The good leaders are also great coaches: The leaders are also a coach who is either teaching people "how to fish" so that they can do it themselves; or they are just telling, ordering, barking out commands. Earning or building trusting relationships was like teaching someone to fish- so that they could feed themselves for a lifetime. Empowering people isn't about having all the answers, giving people the "secret of life," nor supplying them with a list. Empowering people cannot happen when we are using anger and fear tactics to "teach people a lesson." You have to empower people to learn, develop, and grow by finding out what their goals are. Most people have goals. You create the stepping stones they need to reach their next goal. You allow for mistakes because that's how most people learn. You guide. You care. You support. You listen. You give your employees the tools they need to perform. Always maximize people's strengths. Insisting on making them stronger where they are weak and uninterested is a waste of time, energy, and resources and a source of frustration. Instead, concentrate on what they do best, and get them to thrive.

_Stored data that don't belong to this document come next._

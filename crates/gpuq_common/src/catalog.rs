//! The baseline requirement list.
//!
//! Declaration order is the waterfall order: a device is charged to the
//! first requirement it misses, so cheap, broad rules come first and
//! format-specific rules last.

use crate::constants::VkConstants;
use crate::error::Result;
use crate::requirement::{format_supported_with_tiling_features, Requirement, Tiling};
use crate::view::CapabilityView;

/// Build the baseline requirements in waterfall order.
///
/// Fails with `UnknownConstant` if the registry lacks a format or flag
/// the list refers to.
pub fn baseline(vk: &VkConstants) -> Result<Vec<Requirement>> {
    let mut rqs = vec![
        Requirement::new("API version variant is 0", |v: &CapabilityView| v.api_version.variant == 0),
        Requirement::new("API version is 1.x.x", |v: &CapabilityView| v.api_version.major == 1),
        Requirement::feature("robustBufferAccess"),
        Requirement::new("standardSampleLocations", |v: &CapabilityView| {
            v.limits.scalar("standardSampleLocations") == Some(1.0)
        }),
    ];

    for (name, min) in [
        ("maxBoundDescriptorSets", 4),
        ("maxDescriptorSetUniformBuffersDynamic", 8),
        ("maxDescriptorSetStorageBuffersDynamic", 4),
        ("maxPerStageDescriptorSampledImages", 16),
        ("maxPerStageDescriptorSamplers", 16),
        ("maxPerStageDescriptorStorageBuffers", 8),
        ("maxPerStageDescriptorStorageImages", 4),
        ("maxPerStageDescriptorUniformBuffers", 12),
        ("maxUniformBufferRange", 65536),
        ("maxStorageBufferRange", 134_217_728),
    ] {
        rqs.push(Requirement::min_limit(name, min));
    }

    rqs.push(Requirement::max_limit("minUniformBufferOffsetAlignment", 256));
    rqs.push(Requirement::max_limit("minStorageBufferOffsetAlignment", 256));

    for (name, min) in [
        ("maxVertexInputBindings", 8),
        ("maxVertexInputAttributes", 16),
        ("maxVertexInputBindingStride", 2048),
        ("maxVertexInputAttributeOffset", 2047),
        ("maxVertexOutputComponents", 64),
        ("maxFragmentInputComponents", 64),
        ("maxComputeSharedMemorySize", 16384),
        ("maxComputeWorkGroupInvocations", 256),
    ] {
        rqs.push(Requirement::min_limit(name, min));
    }
    rqs.push(Requirement::min_components("maxComputeWorkGroupSize", &[256.0, 256.0, 64.0]));
    rqs.push(Requirement::min_components("maxComputeWorkGroupCount", &[65535.0, 65535.0, 65535.0]));

    for (name, min) in [
        ("maxColorAttachments", 8),
        ("maxImageDimension2D", 8192),
        ("maxImageDimensionCube", 8192),
        ("maxFramebufferWidth", 8192),
        ("maxFramebufferHeight", 8192),
    ] {
        rqs.push(Requirement::min_limit(name, min));
    }
    rqs.push(Requirement::min_component("maxViewportDimensions", 0, 8192.0));
    rqs.push(Requirement::min_component("maxViewportDimensions", 1, 8192.0));
    rqs.push(Requirement::max_component("viewportBoundsRange", 0, -8192.0));
    rqs.push(Requirement::min_component("viewportBoundsRange", 1, 8192.0));
    for (name, min) in [
        ("maxImageDimension1D", 8192),
        ("maxImageDimension3D", 2048),
        ("maxImageArrayLayers", 256),
    ] {
        rqs.push(Requirement::min_limit(name, min));
    }

    let samples_1_4 = vk.sample_count("1")? | vk.sample_count("4")?;
    rqs.push(Requirement::bits_limit("framebufferColorSampleCounts", samples_1_4));
    rqs.push(Requirement::bits_limit("framebufferDepthSampleCounts", samples_1_4));

    rqs.push(Requirement::min_limit("maxFragmentCombinedOutputResources", 8));

    for feature in [
        "fragmentStoresAndAtomics",
        "fullDrawIndexUint32",
        "depthBiasClamp",
        "imageCubeArray",
        "independentBlend",
        "sampleRateShading",
    ] {
        rqs.push(Requirement::feature(feature));
    }

    rqs.push(Requirement::new("has BC || (ETC2 && ASTC LDR 2D)", |v: &CapabilityView| {
        v.has_feature("textureCompressionBC")
            || (v.has_feature("textureCompressionETC2") && v.has_feature("textureCompressionASTC_LDR"))
    }));

    rqs.push(Requirement::new(
        "viewport Y-flip: Vulkan 1.1 or VK_KHR_maintenance1 or VK_AMD_negative_viewport_height",
        |v: &CapabilityView| {
            v.api_version.at_least(1, 1, 0)
                || v.has_extension("VK_KHR_maintenance1")
                || v.has_extension("VK_AMD_negative_viewport_height")
        },
    ));

    rqs.extend(depth_stencil_formats(vk)?);
    Ok(rqs)
}

/// Depth/stencil texture formats. Each must be sampleable and usable as a
/// depth-stencil attachment with optimal tiling.
fn depth_stencil_formats(vk: &VkConstants) -> Result<Vec<Requirement>> {
    let ds_flags = vk.format_feature("SAMPLED_IMAGE")? | vk.format_feature("DEPTH_STENCIL_ATTACHMENT")?;

    let any_of = |name: &str, formats: Vec<u32>| {
        Requirement::new(name, move |v: &CapabilityView| {
            formats
                .iter()
                .any(|f| format_supported_with_tiling_features(&v.formats, *f, ds_flags, Tiling::Optimal))
        })
    };

    let d16 = vk.format("D16_UNORM")?;
    let x8_d24 = vk.format("X8_D24_UNORM_PACK32")?;
    let d32 = vk.format("D32_SFLOAT")?;
    let s8 = vk.format("S8_UINT")?;
    let d16_s8 = vk.format("D16_UNORM_S8_UINT")?;
    let d24_s8 = vk.format("D24_UNORM_S8_UINT")?;
    let d32_s8 = vk.format("D32_SFLOAT_S8_UINT")?;

    Ok(vec![
        any_of("depth16unorm", vec![d16]),
        any_of("depth32float", vec![d32]),
        any_of("depth24plus", vec![x8_d24, d32]),
        any_of("depth24plus-stencil8", vec![d24_s8, d32_s8]),
        any_of("stencil8 any format", vec![d24_s8, d16_s8, d32_s8, s8]),
        any_of("stencil8 <= 4 bytes", vec![d24_s8, s8]),
    ])
}
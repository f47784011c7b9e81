//! Integer literals with a radix prefix.
//!
//! Reports encode some limits (device sizes, alignments) as strings like
//! `"0x100"`, and the architecture taxonomy writes every id and mask that way.

/// Parse an integer literal, honoring its radix prefix.
///
/// Accepts an optional sign, then `0x` (hex), `0o` (octal), `0b` (binary)
/// or plain decimal digits. `_` separators are allowed between digits.
/// Decimal literals with a redundant leading zero (`"010"`) are rejected
/// as ambiguous.
pub fn parse_int_literal(s: &str) -> Option<i64> {
    let s = s.trim();
    let (negative, body) = match s.as_bytes().first()? {
        b'-' => (true, &s[1..]),
        b'+' => (false, &s[1..]),
        _ => (false, s),
    };

    let lower = body.get(..2).map(str::to_ascii_lowercase);
    let (radix, digits) = match lower.as_deref() {
        Some("0x") => (16, &body[2..]),
        Some("0o") => (8, &body[2..]),
        Some("0b") => (2, &body[2..]),
        _ => (10, body),
    };

    if digits.is_empty() || digits.starts_with('_') || digits.ends_with('_') || digits.contains("__") {
        return None;
    }
    let digits: String = digits.chars().filter(|c| *c != '_').collect();
    if radix == 10 && digits.len() > 1 && digits.starts_with('0') && digits.bytes().any(|b| b != b'0') {
        return None;
    }

    // Parse with the sign attached so i64::MIN stays representable.
    let signed = if negative { format!("-{digits}") } else { digits };
    i64::from_str_radix(&signed, radix).ok()
}

#[cfg(test)]
mod tests {
    use super::*;

    #[test]
    fn test_prefixes() {
        assert_eq!(parse_int_literal("0x100"), Some(256));
        assert_eq!(parse_int_literal("0X10DE"), Some(0x10de));
        assert_eq!(parse_int_literal("0o17"), Some(15));
        assert_eq!(parse_int_literal("0b101"), Some(5));
        assert_eq!(parse_int_literal("256"), Some(256));
    }

    #[test]
    fn test_sign_and_whitespace() {
        assert_eq!(parse_int_literal(" -0x10 "), Some(-16));
        assert_eq!(parse_int_literal("+42"), Some(42));
    }

    #[test]
    fn test_separators() {
        assert_eq!(parse_int_literal("0xFF_FF"), Some(0xFFFF));
        assert_eq!(parse_int_literal("1_000"), Some(1000));
        assert_eq!(parse_int_literal("1__000"), None);
        assert_eq!(parse_int_literal("_1"), None);
    }

    #[test]
    fn test_rejects_garbage() {
        assert_eq!(parse_int_literal(""), None);
        assert_eq!(parse_int_literal("0x"), None);
        assert_eq!(parse_int_literal("0xZZ"), None);
        assert_eq!(parse_int_literal("ten"), None);
        assert_eq!(parse_int_literal("010"), None);
    }

    #[test]
    fn test_zeroes() {
        assert_eq!(parse_int_literal("0"), Some(0));
        assert_eq!(parse_int_literal("000"), Some(0));
    }
}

Leadership is all about change. The organization (or group, or individual) has to have a compelling and credible reason to change. Even then, each person grieves the loss of status quo differently, and at different rates. Taking an organization to a new level of performance requires "relentless pressure, lightly applied" until a new level of normal is achieved and internalized. Even then, if pressure is removed, the normal will drift back to where the multitude of forces takes it over time. Hence, the leadership style is important, sometimes leadership through passion and commitment was enough. Sometimes it needed clarity and direction. And there were those inevitable moments when leaders faced open resistance. It was in these moments that you built up the skill to understand that what was needed in some situations was a combination of stick and carrot: never one without the other. Still, the high mature leadership shall evoke positive emotions in order to make change sustainable and lead business transformation more effectively for the long term.